■ **TASK**
Repeat only the lines running from the beginning of the material through the line that contains "are sent in".

● ● ● ● ● ● ●

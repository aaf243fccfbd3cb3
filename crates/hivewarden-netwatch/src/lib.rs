//! # hivewarden-netwatch
//!
//! Network-connection anomaly scoring.
//!
//! Agents report a raw `ss -tnpi` socket table; this crate parses it into
//! structured connection records, maps each record into the fixed 26-column
//! feature vector the external scorer expects, batches the vectors through
//! the scorer API, and reduces the returned scores into flagged anomalies.

pub mod error;
pub mod features;
pub mod parser;
pub mod pipeline;
pub mod scorer;
pub mod types;

pub use error::{NetwatchError, Result};
pub use features::{feature_vector, FeatureVector, FEATURE_COLUMNS};
pub use pipeline::scan_socket_table;
pub use scorer::ScorerClient;
pub use types::{NetworkScanResult, SocketEntry};
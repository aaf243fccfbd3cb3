//! Batched HTTP client for the external anomaly scorer.

use std::time::Duration;

use serde::Deserialize;
use tracing::debug;

use crate::error::{NetwatchError, Result};
use crate::features::{vector_to_event, FeatureVector};

/// Client for the scorer's `/batch-score` endpoint. Vectors are sent in
/// bounded batches to respect the service's request-size limit; batching
/// never affects scoring since each vector is scored independently.
pub struct ScorerClient {
    base_url: String,
    batch_size: usize,
    http: reqwest::Client,
}

#[derive(Debug, Deserialize)]
struct BatchScoreResponse {
    scores: Vec<f64>,
}

impl ScorerClient {
    pub fn new(base_url: impl Into<String>, batch_size: usize, timeout: Duration) -> Result<Self> {
        let http = reqwest::Client::builder()
            .timeout(timeout)
            .build()
            .map_err(|e| NetwatchError::ScorerUnavailable(e.to_string()))?;
        Ok(Self::with_http_client(base_url, batch_size, http))
    }

    /// Client with a caller-supplied `reqwest::Client` (used by tests with
    /// a mock server).
    pub fn with_http_client(
        base_url: impl Into<String>,
        batch_size: usize,
        http: reqwest::Client,
    ) -> Self {
        Self {
            base_url: base_url.into().trim_end_matches('/').to_string(),
            batch_size: batch_size.max(1),
            http,
        }
    }

    /// Score every vector, preserving input order across batch boundaries.
    pub async fn score_all(&self, vectors: &[FeatureVector]) -> Result<Vec<f64>> {
        let mut scores = Vec::with_capacity(vectors.len());
        for batch in vectors.chunks(self.batch_size) {
            scores.extend(self.score_batch(batch).await?);
        }
        Ok(scores)
    }

    async fn score_batch(&self, batch: &[FeatureVector]) -> Result<Vec<f64>> {
        let events: Vec<_> = batch.iter().map(vector_to_event).collect();
        let url = format!("{}/batch-score", self.base_url);
        debug!(url = %url, events = events.len(), "scoring batch");

        let response = self
            .http
            .post(&url)
            .json(&serde_json::json!({ "events": events }))
            .send()
            .await
            .map_err(|e| NetwatchError::ScorerUnavailable(e.to_string()))?;

        let status = response.status();
        if !status.is_success() {
            return Err(NetwatchError::ScorerUnavailable(format!(
                "batch-score returned status {status}"
            )));
        }

        let body: BatchScoreResponse = response
            .json()
            .await
            .map_err(|e| NetwatchError::ScorerUnavailable(format!("invalid response: {e}")))?;

        if body.scores.len() != batch.len() {
            return Err(NetwatchError::ScorerUnavailable(format!(
                "score count mismatch: sent {} events, got {} scores",
                batch.len(),
                body.scores.len()
            )));
        }
        Ok(body.scores)
    }
}

#[cfg(test)]
mod tests {
    use super::*;
    use crate::features::FEATURE_COUNT;

    fn vector_of(value: f64) -> FeatureVector {
        [value; FEATURE_COUNT]
    }

    #[tokio::test]
    async fn batches_preserve_input_order() {
        let mut server = mockito::Server::new_async().await;
        // 100 vectors at batch size 40 -> 3 requests of 40/40/20.
        let mock = server
            .mock("POST", "/batch-score")
            .match_request(|req| {
                let body: serde_json::Value = serde_json::from_slice(req.body().unwrap()).unwrap();
                let events = body["events"].as_array().unwrap();
                events.len() == 40 || events.len() == 20
            })
            .with_status(200)
            .with_body_from_request(|req| {
                let body: serde_json::Value = serde_json::from_slice(req.body().unwrap()).unwrap();
                let scores: Vec<f64> = body["events"]
                    .as_array()
                    .unwrap()
                    .iter()
                    .map(|e| e["flow_duration"].as_f64().unwrap())
                    .collect();
                serde_json::json!({ "scores": scores }).to_string().into()
            })
            .expect(3)
            .create_async()
            .await;

        let client =
            ScorerClient::with_http_client(server.url(), 40, reqwest::Client::new());
        let vectors: Vec<_> = (0..100).map(|i| vector_of(i as f64)).collect();
        let scores = client.score_all(&vectors).await.unwrap();

        mock.assert_async().await;
        assert_eq!(scores.len(), 100);
        for (i, score) in scores.iter().enumerate() {
            assert_eq!(*score, i as f64, "score out of order at index {i}");
        }
    }

    #[tokio::test]
    async fn server_error_is_scorer_unavailable() {
        let mut server = mockito::Server::new_async().await;
        server
            .mock("POST", "/batch-score")
            .with_status(500)
            .with_body("internal error")
            .create_async()
            .await;

        let client = ScorerClient::with_http_client(server.url(), 10, reqwest::Client::new());
        let err = client.score_all(&[vector_of(1.0)]).await.unwrap_err();
        assert!(matches!(err, NetwatchError::ScorerUnavailable(_)));
    }

    #[tokio::test]
    async fn score_count_mismatch_is_rejected() {
        let mut server = mockito::Server::new_async().await;
        server
            .mock("POST", "/batch-score")
            .with_status(200)
            .with_body(r#"{"scores": [0.1]}"#)
            .create_async()
            .await;

        let client = ScorerClient::with_http_client(server.url(), 10, reqwest::Client::new());
        let err = client
            .score_all(&[vector_of(1.0), vector_of(2.0)])
            .await
            .unwrap_err();
        let message = err.to_string();
        assert!(message.contains("mismatch"), "unexpected error: {message}");
    }

    #[tokio::test]
    async fn unreachable_scorer_is_scorer_unavailable() {
        // Nothing listens on this port.
        let client = ScorerClient::with_http_client(
            "http://127.0.0.1:1",
            10,
            reqwest::Client::new(),
        );
        let err = client.score_all(&[vector_of(1.0)]).await.unwrap_err();
        assert!(matches!(err, NetwatchError::ScorerUnavailable(_)));
    }

    #[test]
    fn trailing_slash_normalized() {
        let client = ScorerClient::with_http_client(
            "http://scorer.internal:8000/",
            10,
            reqwest::Client::new(),
        );
        assert_eq!(client.base_url, "http://scorer.internal:8000");
    }
}
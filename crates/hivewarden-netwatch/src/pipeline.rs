//! End-to-end network scan: parse, featurize, score, reduce.

use chrono::Utc;
use tracing::{debug, info};

use hivewarden_core::types::AgentId;

use crate::features::feature_vector;
use crate::parser::parse_socket_table;
use crate::scorer::ScorerClient;
use crate::types::{NetworkScanResult, NetworkSummary, ScoredConnection};
use crate::Result;

/// Run one network scan over a raw socket-table snapshot.
///
/// Listening sockets are excluded from scoring; only active connections
/// carry the flow statistics the feature mapping needs. A scorer failure
/// fails the whole scan -- parse failures do not.
pub async fn scan_socket_table(
    scorer: &ScorerClient,
    flag_threshold: f64,
    agent_id: &AgentId,
    raw: &str,
) -> Result<NetworkScanResult> {
    let started_at = Utc::now();
    let table = parse_socket_table(raw);
    debug!(agent_id = %agent_id, entries = table.entries.len(),
           parse_failures = table.parse_failures, "parsed socket table");

    let active: Vec<_> = table
        .entries
        .into_iter()
        .filter(|e| e.state != "LISTEN")
        .collect();

    let scores = if active.is_empty() {
        Vec::new()
    } else {
        let vectors: Vec<_> = active.iter().map(feature_vector).collect();
        scorer.score_all(&vectors).await?
    };

    let mut connections: Vec<ScoredConnection> = active
        .into_iter()
        .zip(scores)
        .map(|(entry, score)| ScoredConnection {
            flagged: score >= flag_threshold,
            score,
            state: entry.state,
            local_ip: entry.local_ip,
            local_port: entry.local_port,
            peer_ip: entry.peer_ip,
            peer_port: entry.peer_port,
            process: entry.process,
            pid: entry.pid,
            bytes_sent: entry.bytes_sent,
            bytes_received: entry.bytes_received,
            rtt_ms: entry.rtt_ms,
        })
        .collect();

    // Highest risk first.
    connections.sort_by(|a, b| b.score.total_cmp(&a.score));

    let summary = NetworkSummary {
        total: connections.len(),
        flagged: connections.iter().filter(|c| c.flagged).count(),
        mean_score: if connections.is_empty() {
            0.0
        } else {
            connections.iter().map(|c| c.score).sum::<f64>() / connections.len() as f64
        },
        max_score: connections.first().map(|c| c.score).unwrap_or(0.0),
    };

    info!(agent_id = %agent_id, total = summary.total, flagged = summary.flagged,
          "network scan complete");

    Ok(NetworkScanResult {
        agent_id: agent_id.clone(),
        started_at,
        completed_at: Utc::now(),
        connections,
        parse_failures: table.parse_failures,
        summary,
    })
}

#[cfg(test)]
mod tests {
    use super::*;
    use crate::error::NetwatchError;

    const SNAPSHOT: &str = "\
State    Recv-Q Send-Q  Local Address:Port   Peer Address:Port  Process
LISTEN   0      128     0.0.0.0:22           0.0.0.0:*
ESTAB    0      0       10.0.0.5:44321       203.0.113.9:443    users:((\"curl\",pid=900,fd=3))
\t rtt:20.0/5.0 mss:1448 bytes_sent:1000 bytes_received:9000 segs_out:10 segs_in:12
ESTAB    0      0       10.0.0.5:44322       198.51.100.4:8443  users:((\"python3\",pid=901,fd=4))
\t rtt:8.0/2.0 mss:1448 bytes_sent:500000 bytes_received:1200 segs_out:400 segs_in:40
not a socket line at all
";

    fn scored_client(server: &mockito::Server) -> ScorerClient {
        ScorerClient::with_http_client(server.url(), 50, reqwest::Client::new())
    }

    #[tokio::test]
    async fn listen_sockets_excluded_and_failures_counted() {
        let mut server = mockito::Server::new_async().await;
        server
            .mock("POST", "/batch-score")
            .with_status(200)
            .with_body(r#"{"scores": [0.2, 0.9]}"#)
            .create_async()
            .await;

        let result = scan_socket_table(
            &scored_client(&server),
            0.75,
            &AgentId::new("host-01"),
            SNAPSHOT,
        )
        .await
        .unwrap();

        // LISTEN row excluded, two active connections scored, one garbled
        // line recorded.
        assert_eq!(result.summary.total, 2);
        assert_eq!(result.parse_failures, 1);
        assert_eq!(result.summary.flagged, 1);
        // Sorted by descending score.
        assert_eq!(result.connections[0].process, "python3");
        assert!(result.connections[0].flagged);
        assert!(!result.connections[1].flagged);
        assert!((result.summary.mean_score - 0.55).abs() < 1e-9);
        assert!((result.summary.max_score - 0.9).abs() < 1e-9);
    }

    #[tokio::test]
    async fn scorer_failure_fails_scan() {
        let mut server = mockito::Server::new_async().await;
        server
            .mock("POST", "/batch-score")
            .with_status(503)
            .create_async()
            .await;

        let err = scan_socket_table(
            &scored_client(&server),
            0.75,
            &AgentId::new("host-01"),
            SNAPSHOT,
        )
        .await
        .unwrap_err();
        assert!(matches!(err, NetwatchError::ScorerUnavailable(_)));
    }

    #[tokio::test]
    async fn empty_snapshot_needs_no_scorer() {
        // Unreachable scorer: must not matter when nothing is scoreable.
        let client = ScorerClient::with_http_client(
            "http://127.0.0.1:1",
            50,
            reqwest::Client::new(),
        );
        let result = scan_socket_table(&client, 0.75, &AgentId::new("host-01"), "")
            .await
            .unwrap();
        assert_eq!(result.summary.total, 0);
        assert_eq!(result.summary.max_score, 0.0);
    }
}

● ● ● ● ● ● ●

■ **TASK OUTPUT**
repository aaf243fccfbd3cb3
filename crates/hivewarden-netwatch/src/lib.rs
//! # hivewarden-netwatch
//!
//! Network-connection anomaly scoring.
//!
//! Agents report a raw `ss -tnpi` socket table; this crate parses it into
//! structured connection records, maps each record into the fixed 26-column
//! feature vector the external scorer expects, batches the vectors through
//! the scorer API, and reduces the returned scores into flagged anomalies.

pub mod error;
pub mod features;
pub mod parser;
pub mod pipeline;
pub mod scorer;
pub mod types;

pub use error::{NetwatchError, Result};
pub use features::{feature_vector, FeatureVector, FEATURE_COLUMNS};
pub use pipeline::scan_socket_table;
pub use scorer::ScorerClient;
pub use types::{NetworkScanResult, SocketEntry};
repository aaf243fccfbd3cb3
//! Batched HTTP client for the external anomaly scorer.

use std::time::Duration;

use serde::Deserialize;
use tracing::debug;

use crate::error::{NetwatchError, Result};
use crate::features::{vector_to_event, FeatureVector};

/// Client for the scorer's `/batch-score` endpoint. Vectors are sent in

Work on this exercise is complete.